[Opening Source material section]

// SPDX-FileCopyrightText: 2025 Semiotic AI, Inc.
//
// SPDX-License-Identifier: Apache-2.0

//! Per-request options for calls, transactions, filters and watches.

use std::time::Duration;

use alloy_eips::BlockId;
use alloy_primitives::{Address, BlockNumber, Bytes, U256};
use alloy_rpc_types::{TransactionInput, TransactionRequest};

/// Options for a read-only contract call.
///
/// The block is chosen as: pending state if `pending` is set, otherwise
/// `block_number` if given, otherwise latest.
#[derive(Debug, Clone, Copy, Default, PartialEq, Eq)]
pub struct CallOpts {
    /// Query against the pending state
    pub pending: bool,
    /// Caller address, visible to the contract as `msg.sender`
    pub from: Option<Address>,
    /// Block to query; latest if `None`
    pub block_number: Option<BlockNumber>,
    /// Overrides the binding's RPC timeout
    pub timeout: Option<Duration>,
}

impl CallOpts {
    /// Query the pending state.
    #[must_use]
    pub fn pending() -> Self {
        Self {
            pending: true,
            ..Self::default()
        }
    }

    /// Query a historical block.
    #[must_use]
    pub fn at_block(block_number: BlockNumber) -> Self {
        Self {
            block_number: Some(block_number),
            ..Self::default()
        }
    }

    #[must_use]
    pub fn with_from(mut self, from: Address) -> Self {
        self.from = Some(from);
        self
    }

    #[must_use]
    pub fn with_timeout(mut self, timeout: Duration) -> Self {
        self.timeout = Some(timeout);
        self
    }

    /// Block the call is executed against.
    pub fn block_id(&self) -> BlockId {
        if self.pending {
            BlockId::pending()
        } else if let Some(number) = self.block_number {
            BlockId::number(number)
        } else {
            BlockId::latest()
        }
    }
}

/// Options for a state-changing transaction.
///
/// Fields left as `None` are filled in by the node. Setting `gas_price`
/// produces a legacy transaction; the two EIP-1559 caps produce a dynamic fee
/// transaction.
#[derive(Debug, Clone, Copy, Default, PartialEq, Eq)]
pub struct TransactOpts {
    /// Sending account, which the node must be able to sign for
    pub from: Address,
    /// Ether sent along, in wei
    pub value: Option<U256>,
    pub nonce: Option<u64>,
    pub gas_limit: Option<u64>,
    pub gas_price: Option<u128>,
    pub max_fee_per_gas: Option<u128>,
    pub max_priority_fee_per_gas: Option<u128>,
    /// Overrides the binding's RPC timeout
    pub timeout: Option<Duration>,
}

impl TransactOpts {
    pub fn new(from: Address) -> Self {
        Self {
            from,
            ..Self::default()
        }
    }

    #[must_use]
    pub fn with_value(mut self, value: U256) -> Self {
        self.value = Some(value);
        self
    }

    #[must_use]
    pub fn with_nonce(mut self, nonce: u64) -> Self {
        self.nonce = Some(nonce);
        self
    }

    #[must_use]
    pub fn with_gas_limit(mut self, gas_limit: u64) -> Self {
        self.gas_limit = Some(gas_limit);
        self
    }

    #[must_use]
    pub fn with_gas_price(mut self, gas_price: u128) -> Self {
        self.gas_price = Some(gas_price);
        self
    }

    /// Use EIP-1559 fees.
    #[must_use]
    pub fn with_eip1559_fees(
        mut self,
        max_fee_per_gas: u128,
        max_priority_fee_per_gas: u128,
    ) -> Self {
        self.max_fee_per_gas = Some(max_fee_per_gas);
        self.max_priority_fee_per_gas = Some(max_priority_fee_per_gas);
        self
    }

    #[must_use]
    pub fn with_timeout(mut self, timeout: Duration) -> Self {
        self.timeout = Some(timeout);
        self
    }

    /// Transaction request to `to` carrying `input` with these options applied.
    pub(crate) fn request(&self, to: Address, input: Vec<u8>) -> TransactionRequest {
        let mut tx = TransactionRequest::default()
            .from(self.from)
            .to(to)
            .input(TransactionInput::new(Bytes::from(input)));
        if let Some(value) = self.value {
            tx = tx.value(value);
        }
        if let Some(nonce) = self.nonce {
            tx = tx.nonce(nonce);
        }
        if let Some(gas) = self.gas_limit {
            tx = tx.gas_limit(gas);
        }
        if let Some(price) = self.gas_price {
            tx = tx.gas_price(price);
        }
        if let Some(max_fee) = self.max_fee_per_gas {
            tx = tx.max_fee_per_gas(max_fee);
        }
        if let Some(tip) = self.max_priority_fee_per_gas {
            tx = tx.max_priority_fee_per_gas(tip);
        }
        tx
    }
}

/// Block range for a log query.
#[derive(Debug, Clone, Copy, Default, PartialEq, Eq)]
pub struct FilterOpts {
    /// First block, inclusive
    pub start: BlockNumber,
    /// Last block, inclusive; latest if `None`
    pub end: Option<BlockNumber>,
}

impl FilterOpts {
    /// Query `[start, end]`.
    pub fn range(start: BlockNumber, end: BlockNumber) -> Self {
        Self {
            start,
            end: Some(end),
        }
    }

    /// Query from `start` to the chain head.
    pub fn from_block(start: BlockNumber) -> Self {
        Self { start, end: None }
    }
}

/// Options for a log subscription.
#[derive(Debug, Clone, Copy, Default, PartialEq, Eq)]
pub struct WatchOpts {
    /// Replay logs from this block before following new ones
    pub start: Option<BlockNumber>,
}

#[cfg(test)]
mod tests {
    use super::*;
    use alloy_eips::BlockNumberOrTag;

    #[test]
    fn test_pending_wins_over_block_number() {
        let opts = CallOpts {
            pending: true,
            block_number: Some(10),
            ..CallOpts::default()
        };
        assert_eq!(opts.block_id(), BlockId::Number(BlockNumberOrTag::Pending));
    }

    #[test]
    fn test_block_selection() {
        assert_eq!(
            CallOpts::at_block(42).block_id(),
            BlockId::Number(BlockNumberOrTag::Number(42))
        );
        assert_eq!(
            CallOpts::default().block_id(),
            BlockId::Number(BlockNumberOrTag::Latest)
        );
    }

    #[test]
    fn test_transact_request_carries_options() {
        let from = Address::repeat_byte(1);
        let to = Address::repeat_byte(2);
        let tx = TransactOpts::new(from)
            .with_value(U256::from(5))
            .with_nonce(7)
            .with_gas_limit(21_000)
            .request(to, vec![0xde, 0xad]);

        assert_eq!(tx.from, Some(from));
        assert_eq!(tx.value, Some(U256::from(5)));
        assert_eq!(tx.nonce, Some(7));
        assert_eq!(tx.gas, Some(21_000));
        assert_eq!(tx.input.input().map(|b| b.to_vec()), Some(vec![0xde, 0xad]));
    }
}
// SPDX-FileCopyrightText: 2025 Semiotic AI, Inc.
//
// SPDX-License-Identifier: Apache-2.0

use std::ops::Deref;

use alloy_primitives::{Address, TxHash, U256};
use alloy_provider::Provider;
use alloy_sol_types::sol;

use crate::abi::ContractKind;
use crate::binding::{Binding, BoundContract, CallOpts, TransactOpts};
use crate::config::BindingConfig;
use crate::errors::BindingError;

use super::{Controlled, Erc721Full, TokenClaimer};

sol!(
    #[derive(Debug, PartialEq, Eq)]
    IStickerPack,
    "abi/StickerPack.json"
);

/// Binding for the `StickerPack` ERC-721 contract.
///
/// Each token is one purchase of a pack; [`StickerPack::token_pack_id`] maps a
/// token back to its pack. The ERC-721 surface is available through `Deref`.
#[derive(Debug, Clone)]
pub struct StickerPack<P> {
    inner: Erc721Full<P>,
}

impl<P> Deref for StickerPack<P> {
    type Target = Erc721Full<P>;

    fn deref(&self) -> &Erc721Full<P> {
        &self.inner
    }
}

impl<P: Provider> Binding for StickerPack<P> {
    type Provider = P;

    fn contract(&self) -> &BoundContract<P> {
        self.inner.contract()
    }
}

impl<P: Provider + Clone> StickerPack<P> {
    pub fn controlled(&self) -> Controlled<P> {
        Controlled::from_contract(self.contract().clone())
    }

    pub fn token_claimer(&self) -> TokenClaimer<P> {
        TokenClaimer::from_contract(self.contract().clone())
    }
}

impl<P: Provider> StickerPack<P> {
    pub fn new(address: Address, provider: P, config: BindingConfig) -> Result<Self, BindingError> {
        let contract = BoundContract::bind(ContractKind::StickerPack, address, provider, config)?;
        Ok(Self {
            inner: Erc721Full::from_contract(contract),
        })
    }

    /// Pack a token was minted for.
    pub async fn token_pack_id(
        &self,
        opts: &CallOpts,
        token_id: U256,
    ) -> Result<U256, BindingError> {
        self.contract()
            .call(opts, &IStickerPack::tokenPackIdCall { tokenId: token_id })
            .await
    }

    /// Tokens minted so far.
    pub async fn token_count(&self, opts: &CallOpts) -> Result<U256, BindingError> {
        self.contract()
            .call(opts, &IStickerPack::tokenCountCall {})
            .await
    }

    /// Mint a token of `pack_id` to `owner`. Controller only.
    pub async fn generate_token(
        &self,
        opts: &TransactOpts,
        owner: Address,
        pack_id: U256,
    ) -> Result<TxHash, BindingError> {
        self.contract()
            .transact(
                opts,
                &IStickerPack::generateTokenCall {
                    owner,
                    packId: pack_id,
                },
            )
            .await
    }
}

[Closing Source material section]

• [What to produce] Copy the records above exactly, please, but only from the first line through the line containing "use alloy_eips::BlockId;".

• [Answer section]
// SPDX-FileCopyrightText: 2025 Semiotic AI, Inc.
//
// SPDX-License-Identifier: Apache-2.0

//! Per-request options for calls, transactions, filters and watches.

use std::time::Duration;

use alloy_eips::BlockId;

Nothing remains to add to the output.